*Work task:* For the data below, give the number of lines that include the word "order" and nothing else.

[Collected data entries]
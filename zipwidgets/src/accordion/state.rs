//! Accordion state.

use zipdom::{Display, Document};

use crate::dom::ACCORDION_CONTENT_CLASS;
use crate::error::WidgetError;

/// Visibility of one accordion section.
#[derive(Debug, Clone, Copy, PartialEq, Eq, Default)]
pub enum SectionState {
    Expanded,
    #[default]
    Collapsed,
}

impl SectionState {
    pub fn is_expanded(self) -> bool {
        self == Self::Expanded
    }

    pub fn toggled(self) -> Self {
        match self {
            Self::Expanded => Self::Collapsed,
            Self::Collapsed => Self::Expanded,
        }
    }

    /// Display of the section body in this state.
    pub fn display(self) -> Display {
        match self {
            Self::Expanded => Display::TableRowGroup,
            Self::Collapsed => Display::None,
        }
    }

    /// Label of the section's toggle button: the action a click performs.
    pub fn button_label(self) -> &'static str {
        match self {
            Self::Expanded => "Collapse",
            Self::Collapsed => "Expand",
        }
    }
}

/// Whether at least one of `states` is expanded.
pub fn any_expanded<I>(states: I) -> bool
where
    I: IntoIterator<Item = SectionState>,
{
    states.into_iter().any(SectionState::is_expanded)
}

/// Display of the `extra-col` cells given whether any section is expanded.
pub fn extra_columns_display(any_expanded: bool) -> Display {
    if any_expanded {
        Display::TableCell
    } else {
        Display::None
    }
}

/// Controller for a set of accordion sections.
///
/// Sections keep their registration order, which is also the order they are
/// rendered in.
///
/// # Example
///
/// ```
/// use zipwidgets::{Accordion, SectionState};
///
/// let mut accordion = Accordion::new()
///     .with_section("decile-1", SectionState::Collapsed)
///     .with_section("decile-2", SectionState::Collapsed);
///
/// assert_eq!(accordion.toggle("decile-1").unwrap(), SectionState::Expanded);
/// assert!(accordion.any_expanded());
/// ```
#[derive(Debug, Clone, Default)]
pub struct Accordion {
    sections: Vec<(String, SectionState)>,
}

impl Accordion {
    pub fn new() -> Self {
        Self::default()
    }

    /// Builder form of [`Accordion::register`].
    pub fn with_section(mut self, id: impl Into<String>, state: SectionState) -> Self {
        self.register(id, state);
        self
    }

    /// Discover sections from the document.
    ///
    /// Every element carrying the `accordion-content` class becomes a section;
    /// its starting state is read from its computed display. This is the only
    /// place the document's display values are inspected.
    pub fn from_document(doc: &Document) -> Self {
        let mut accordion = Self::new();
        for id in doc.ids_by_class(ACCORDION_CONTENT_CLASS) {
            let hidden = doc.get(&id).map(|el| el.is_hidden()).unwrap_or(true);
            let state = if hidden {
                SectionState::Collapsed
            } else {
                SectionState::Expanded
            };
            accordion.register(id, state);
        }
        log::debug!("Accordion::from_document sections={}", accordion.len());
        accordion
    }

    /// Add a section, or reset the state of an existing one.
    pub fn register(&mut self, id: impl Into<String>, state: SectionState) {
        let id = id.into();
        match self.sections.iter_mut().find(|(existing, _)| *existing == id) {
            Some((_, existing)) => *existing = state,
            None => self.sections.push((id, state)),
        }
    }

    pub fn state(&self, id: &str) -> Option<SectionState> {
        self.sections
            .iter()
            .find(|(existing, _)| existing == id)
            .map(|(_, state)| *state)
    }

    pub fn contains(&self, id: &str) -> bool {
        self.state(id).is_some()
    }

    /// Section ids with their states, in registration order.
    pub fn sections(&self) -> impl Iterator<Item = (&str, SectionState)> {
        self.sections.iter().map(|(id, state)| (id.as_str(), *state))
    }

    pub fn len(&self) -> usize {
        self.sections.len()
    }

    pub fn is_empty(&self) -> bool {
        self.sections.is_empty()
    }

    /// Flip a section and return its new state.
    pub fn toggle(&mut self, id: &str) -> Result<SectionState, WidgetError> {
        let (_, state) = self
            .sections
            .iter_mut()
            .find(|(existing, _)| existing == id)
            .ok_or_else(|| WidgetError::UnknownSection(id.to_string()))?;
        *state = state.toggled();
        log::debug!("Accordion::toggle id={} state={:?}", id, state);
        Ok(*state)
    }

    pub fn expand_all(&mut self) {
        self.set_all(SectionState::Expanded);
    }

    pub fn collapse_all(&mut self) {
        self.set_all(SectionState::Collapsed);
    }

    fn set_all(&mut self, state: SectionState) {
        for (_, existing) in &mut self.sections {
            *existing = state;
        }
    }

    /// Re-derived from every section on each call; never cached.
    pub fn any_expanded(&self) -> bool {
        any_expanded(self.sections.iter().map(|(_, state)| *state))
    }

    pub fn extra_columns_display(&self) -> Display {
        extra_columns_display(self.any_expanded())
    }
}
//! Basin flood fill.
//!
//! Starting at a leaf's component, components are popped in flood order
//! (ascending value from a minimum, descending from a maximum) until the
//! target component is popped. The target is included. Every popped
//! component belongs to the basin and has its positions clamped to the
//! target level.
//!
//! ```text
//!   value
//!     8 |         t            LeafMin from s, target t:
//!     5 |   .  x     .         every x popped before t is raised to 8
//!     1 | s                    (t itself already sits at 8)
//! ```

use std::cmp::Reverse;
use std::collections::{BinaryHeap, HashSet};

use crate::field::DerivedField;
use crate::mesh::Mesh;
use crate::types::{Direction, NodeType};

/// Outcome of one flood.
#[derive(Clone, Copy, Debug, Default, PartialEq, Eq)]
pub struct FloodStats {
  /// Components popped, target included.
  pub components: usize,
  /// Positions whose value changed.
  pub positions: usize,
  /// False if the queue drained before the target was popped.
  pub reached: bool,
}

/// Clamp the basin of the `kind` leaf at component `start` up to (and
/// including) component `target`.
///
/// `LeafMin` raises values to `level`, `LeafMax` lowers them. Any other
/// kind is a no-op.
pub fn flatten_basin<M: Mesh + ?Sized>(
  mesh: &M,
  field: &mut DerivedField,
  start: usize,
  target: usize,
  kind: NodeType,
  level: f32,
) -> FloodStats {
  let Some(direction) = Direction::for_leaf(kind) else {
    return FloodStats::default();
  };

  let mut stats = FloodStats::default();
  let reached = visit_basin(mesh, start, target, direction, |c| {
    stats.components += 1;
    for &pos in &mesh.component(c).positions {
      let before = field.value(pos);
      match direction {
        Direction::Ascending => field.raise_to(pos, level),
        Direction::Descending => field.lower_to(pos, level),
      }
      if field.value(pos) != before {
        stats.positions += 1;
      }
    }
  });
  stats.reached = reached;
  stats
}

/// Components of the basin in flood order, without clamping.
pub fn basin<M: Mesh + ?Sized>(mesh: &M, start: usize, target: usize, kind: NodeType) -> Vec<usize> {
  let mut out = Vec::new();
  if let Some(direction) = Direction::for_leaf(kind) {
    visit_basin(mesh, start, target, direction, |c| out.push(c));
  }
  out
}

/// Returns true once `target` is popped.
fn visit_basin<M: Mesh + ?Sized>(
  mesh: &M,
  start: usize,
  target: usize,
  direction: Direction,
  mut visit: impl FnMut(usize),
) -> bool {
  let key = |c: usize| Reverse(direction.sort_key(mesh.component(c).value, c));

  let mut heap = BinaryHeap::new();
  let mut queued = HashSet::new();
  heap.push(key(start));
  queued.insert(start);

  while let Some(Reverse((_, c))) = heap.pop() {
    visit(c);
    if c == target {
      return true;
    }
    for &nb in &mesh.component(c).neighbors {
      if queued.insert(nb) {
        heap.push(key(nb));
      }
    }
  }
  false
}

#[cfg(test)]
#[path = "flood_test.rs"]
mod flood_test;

* * *

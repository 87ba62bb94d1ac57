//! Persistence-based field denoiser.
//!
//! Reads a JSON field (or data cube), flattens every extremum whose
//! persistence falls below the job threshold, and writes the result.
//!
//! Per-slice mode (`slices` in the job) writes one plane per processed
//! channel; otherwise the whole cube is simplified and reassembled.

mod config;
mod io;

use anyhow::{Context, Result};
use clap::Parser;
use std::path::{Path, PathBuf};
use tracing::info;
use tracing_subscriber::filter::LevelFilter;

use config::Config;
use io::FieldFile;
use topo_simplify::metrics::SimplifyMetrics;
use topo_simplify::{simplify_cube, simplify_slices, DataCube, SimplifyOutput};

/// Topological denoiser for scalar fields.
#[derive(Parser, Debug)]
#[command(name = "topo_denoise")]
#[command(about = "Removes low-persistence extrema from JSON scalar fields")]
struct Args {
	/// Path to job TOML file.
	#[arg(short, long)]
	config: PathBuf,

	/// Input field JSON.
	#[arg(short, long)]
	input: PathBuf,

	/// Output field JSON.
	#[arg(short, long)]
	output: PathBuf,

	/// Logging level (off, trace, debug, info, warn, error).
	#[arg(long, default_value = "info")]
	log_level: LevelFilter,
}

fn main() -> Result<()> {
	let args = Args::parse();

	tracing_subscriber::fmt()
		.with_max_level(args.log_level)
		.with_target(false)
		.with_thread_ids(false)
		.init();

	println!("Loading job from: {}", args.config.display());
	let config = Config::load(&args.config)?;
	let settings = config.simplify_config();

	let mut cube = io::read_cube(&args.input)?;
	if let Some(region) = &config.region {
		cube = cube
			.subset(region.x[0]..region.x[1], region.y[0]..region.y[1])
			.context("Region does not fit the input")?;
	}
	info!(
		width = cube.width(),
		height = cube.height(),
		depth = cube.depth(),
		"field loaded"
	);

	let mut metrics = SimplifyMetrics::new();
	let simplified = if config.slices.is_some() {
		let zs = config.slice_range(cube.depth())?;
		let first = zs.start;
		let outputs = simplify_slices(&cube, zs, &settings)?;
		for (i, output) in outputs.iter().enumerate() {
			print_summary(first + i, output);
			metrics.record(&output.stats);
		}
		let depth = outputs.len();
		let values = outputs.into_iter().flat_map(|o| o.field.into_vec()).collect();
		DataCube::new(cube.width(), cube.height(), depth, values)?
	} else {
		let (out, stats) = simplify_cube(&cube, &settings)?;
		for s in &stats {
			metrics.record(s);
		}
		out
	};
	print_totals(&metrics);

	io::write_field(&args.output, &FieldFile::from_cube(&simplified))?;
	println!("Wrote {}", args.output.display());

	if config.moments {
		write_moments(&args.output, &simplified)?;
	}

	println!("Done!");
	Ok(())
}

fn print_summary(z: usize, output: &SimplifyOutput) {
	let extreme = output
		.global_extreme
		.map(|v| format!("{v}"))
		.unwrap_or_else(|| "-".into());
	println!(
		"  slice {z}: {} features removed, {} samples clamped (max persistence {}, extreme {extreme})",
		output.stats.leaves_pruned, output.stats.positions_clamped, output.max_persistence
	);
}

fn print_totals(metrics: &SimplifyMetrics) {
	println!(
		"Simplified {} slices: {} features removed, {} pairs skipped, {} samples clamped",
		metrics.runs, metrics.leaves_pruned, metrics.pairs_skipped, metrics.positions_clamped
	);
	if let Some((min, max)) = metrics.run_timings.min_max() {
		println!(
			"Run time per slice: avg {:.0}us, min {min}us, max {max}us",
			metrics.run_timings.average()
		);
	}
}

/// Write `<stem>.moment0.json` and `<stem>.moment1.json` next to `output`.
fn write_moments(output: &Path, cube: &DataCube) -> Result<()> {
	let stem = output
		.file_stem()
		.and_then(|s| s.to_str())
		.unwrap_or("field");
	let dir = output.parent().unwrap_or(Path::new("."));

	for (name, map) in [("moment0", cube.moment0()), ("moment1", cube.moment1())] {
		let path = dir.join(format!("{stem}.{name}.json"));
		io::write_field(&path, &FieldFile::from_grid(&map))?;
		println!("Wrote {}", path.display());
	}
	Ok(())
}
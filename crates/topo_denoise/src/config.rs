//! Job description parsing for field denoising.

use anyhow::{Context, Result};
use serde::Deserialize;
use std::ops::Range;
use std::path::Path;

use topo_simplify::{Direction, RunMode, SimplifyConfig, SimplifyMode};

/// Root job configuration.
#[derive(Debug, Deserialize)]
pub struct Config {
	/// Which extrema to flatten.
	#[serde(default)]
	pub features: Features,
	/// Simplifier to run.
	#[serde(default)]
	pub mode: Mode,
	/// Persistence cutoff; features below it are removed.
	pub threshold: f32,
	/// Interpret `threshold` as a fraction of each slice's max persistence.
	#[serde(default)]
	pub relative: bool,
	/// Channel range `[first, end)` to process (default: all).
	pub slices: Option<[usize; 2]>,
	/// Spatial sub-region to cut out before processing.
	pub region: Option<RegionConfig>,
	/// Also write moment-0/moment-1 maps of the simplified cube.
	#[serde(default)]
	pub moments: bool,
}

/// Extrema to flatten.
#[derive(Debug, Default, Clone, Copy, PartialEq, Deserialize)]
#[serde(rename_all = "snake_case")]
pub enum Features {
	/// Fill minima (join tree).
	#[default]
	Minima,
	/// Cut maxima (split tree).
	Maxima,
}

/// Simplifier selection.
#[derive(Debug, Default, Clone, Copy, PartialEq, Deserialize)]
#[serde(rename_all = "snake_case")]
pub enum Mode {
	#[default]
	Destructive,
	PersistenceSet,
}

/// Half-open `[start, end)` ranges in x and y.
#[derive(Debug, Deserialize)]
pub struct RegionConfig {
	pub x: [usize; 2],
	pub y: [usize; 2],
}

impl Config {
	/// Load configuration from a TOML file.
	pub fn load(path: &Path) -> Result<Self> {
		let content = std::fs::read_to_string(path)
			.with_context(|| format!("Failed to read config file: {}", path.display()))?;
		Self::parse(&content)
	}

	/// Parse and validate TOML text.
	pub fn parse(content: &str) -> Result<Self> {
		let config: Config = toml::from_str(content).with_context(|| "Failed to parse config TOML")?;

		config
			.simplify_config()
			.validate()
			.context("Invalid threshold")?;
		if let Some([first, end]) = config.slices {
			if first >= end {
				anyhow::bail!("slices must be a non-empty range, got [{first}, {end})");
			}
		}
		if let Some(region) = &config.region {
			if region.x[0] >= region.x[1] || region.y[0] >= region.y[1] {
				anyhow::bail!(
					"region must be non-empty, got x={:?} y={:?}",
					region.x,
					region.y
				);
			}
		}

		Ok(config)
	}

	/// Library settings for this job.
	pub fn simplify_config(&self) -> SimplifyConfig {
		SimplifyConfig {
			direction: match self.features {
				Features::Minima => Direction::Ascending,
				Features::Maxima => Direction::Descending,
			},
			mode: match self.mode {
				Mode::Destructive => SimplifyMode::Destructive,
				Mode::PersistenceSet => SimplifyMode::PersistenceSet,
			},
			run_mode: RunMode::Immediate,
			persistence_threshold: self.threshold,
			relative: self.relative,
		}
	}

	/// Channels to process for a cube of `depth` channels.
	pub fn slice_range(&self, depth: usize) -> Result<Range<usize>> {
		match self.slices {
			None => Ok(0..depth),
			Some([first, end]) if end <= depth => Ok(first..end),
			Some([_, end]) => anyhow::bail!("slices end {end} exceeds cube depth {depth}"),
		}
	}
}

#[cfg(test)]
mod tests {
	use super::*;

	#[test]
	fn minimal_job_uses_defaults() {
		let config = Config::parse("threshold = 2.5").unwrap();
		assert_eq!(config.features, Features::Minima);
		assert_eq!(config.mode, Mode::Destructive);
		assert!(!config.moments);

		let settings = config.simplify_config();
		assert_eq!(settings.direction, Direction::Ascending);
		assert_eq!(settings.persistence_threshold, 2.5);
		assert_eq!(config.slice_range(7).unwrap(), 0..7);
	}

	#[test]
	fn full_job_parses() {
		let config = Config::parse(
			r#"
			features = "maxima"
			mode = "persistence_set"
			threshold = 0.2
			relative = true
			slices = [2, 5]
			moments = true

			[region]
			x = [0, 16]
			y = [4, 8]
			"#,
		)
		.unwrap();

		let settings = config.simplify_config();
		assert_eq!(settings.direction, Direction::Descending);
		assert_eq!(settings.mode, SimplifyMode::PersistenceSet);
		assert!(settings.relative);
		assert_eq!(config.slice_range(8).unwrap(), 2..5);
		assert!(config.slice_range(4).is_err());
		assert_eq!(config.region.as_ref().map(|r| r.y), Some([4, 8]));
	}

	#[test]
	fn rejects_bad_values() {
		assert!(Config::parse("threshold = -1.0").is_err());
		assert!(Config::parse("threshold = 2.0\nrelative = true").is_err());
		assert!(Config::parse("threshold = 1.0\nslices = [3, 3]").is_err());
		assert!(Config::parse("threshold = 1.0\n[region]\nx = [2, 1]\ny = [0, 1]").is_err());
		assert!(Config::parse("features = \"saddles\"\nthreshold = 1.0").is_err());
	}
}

*Task output:* 4